Have you taken a look at the blended blinded trial update?

It’s showing the same levels of efficacy. 23 months mOS (compared to 15 months SOC).

The recent reclassification of GBM also greatly helps the study design.



im not sure the blended p1/2 trials are significant (other than its not a blatantly unsafe therapy) considering the trial size is 39... alone either the inclusion criteria or random chance could easily account for the difference.

im unsure how reclassifying GBM helps like you think it might. the reclassification mostly just excludes more survivable astrocytoma mutants from being characterized as GBM. the reclassification was done in 2021, the p1/2 data from this study was gathered prior to reclassification. im not sure how reclassification one year ago could greatly help the study design of a study designed 6+ years ago.

This post was edited on 5/8/22 at 3:19 am
Posted by Fe_Mike
Member since Jul 2015
3702 posts
Posted on 5/8/22 at 6:21 am to
Because the blended blinded trial data is not from the P1/2 it is from the PIII trial.

Take a look at this publication it touches on many of the things you have concerns about:

Phase III Blended Blinded Update

quote:

For the intent-to-treat (ITT) population (n?=?331), median OS (mOS) was 23.1 months from surgery. Because of the cross-over trial design, nearly 90% of the ITT population received DCVax-L. For patients with methylated MGMT (n?=?131), mOS was 34.7 months from surgery, with a 3-year survival of 46.4%.


Also, are you looking at clinical trials.gov for your info on this trial? Do know the endpoints were changed, and the control arm was moved to an external control arm to eliminate the issues of crossovers and pseudo progression?
Posted by molsusports
Member since Jul 2004
37157 posts
Posted on 5/8/22 at 9:53 am to
quote:

Because the blended blinded trial data is not from the P1/2 it is from the PIII trial


This strangely seems to be a persistent belief. I don't know where he came by the belief

He has a point that the very worst cases of disease are not included in the study but that's hardly a unique feature of their DCVAX-L trial and is transparent.
Posted by AMS
Member since Apr 2016
6534 posts
Posted on 5/8/22 at 10:39 am to
quote:



Take a look at this publication it touches on many of the things you have concerns about:

Also, are you looking at clinical trials.gov for your info on this trial? Do know the endpoints were changed, and the control arm was moved to an external control arm to eliminate the issues of crossovers and pseudo progression?



I was looking at their website. the endpoints were not changed as far as I can tell between their website and your link. yea i would expect the control arm crossover changes from this type of study.

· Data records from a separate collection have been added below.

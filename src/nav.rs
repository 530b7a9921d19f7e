use std::borrow::Cow;

use serde::{Deserialize, Serialize};

use crate::error::MalformedEntryError;

/// One link card offered on the homepage.
///
/// `title` doubles as the card's identity key, so it should be unique within a list.
#[derive(Serialize, Deserialize, PartialEq, Eq, Debug, Clone)]
pub struct NavigationEntry {
    pub title: Cow<'static, str>,
    pub description: Cow<'static, str>,
    pub href: Cow<'static, str>,
}

impl NavigationEntry {
    pub const fn from_static(
        title: &'static str,
        description: &'static str,
        href: &'static str,
    ) -> Self {
        Self {
            title: Cow::Borrowed(title),
            description: Cow::Borrowed(description),
            href: Cow::Borrowed(href),
        }
    }

    pub fn new(
        title: impl Into<String>,
        description: impl Into<String>,
        href: impl Into<String>,
    ) -> Self {
        Self {
            title: Cow::Owned(title.into()),
            description: Cow::Owned(description.into()),
            href: Cow::Owned(href.into()),
        }
    }

    /// Check the entry sitting at `index` of its list.
    pub fn validate(&self, index: usize) -> Result<(), MalformedEntryError> {
        if self.title.trim().is_empty() {
            return Err(MalformedEntryError::new(index, "title", "must not be empty"));
        }
        if self.description.trim().is_empty() {
            return Err(MalformedEntryError::new(
                index,
                "description",
                "must not be empty",
            ));
        }
        if !self.href.starts_with('/') {
            return Err(MalformedEntryError::new(
                index,
                "href",
                format!("`{}` is not relative to the site root", self.href),
            ));
        }

        Ok(())
    }
}

/// The sections linked from the homepage, in display order.
pub const NAV_SECTIONS: &[NavigationEntry] = &[
    NavigationEntry::from_static(
        "Backend Overview",
        "Architecture, deployment model, and core patterns for the Eggy API.",
        "/docs/backend",
    ),
    NavigationEntry::from_static(
        "Tutorial",
        "Step-by-step guide to build the NestJS + MongoDB task service used in production.",
        "/docs/tutorial",
    ),
];

/// A navigation entry as written in a config file, before any field is required.
#[derive(Serialize, Deserialize, PartialEq, Debug, Clone, Default)]
pub struct RawEntry {
    pub title: Option<String>,
    pub description: Option<String>,
    pub href: Option<String>,
}

impl RawEntry {
    pub fn into_entry(self, index: usize) -> Result<NavigationEntry, MalformedEntryError> {
        let require = |value: Option<String>, field: &'static str| {
            value.ok_or_else(|| MalformedEntryError::new(index, field, "missing"))
        };

        let entry = NavigationEntry::new(
            require(self.title, "title")?,
            require(self.description, "description")?,
            require(self.href, "href")?,
        );
        entry.validate(index)?;

        Ok(entry)
    }
}

/// Validate a whole list, stopping at the first bad entry.
pub fn validate_entries(entries: &[NavigationEntry]) -> Result<(), MalformedEntryError> {
    entries
        .iter()
        .enumerate()
        .try_for_each(|(index, entry)| entry.validate(index))
}

/// Turn raw config records into entries, keeping their order.
pub fn entries_from_raw(raw: Vec<RawEntry>) -> Result<Vec<NavigationEntry>, MalformedEntryError> {
    raw.into_iter()
        .enumerate()
        .map(|(index, entry)| entry.into_entry(index))
        .collect()
}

after reading your link my concerns remain unchanged.


quote:

Unknown factors: sub-group with extended survival
Approximately 30% of the ITT population (n?=?100) showed particularly extended survival,

this paragraph may suggest what I was saying about the studies inclusion criteria giving selection bias. there is a random portion of GBM (or any disease) cases that are just less rapidly fatal and more survivable for a variety of reasons. I suspect that portion is overrepresented in the study due to the inclusion criteria.
also in clinical trials usually at least portions of the treatments, diagnostics etc are free of cost to the patient, those not participating in the study may forgo an equivalent workup and therapy for a variety of reasons. this impacts


im not saying their study is bad or doomed or anything. it looks promising. but there is no clean and neat way to conduct a trial for something like GBM. my concerns would apply to any type of similar study. the inclusion criteria alone, while necessary, insert a selection bias in the data. the sample sizes give relatively weak statistical significance, confidence intervals are kinda wide sometimes.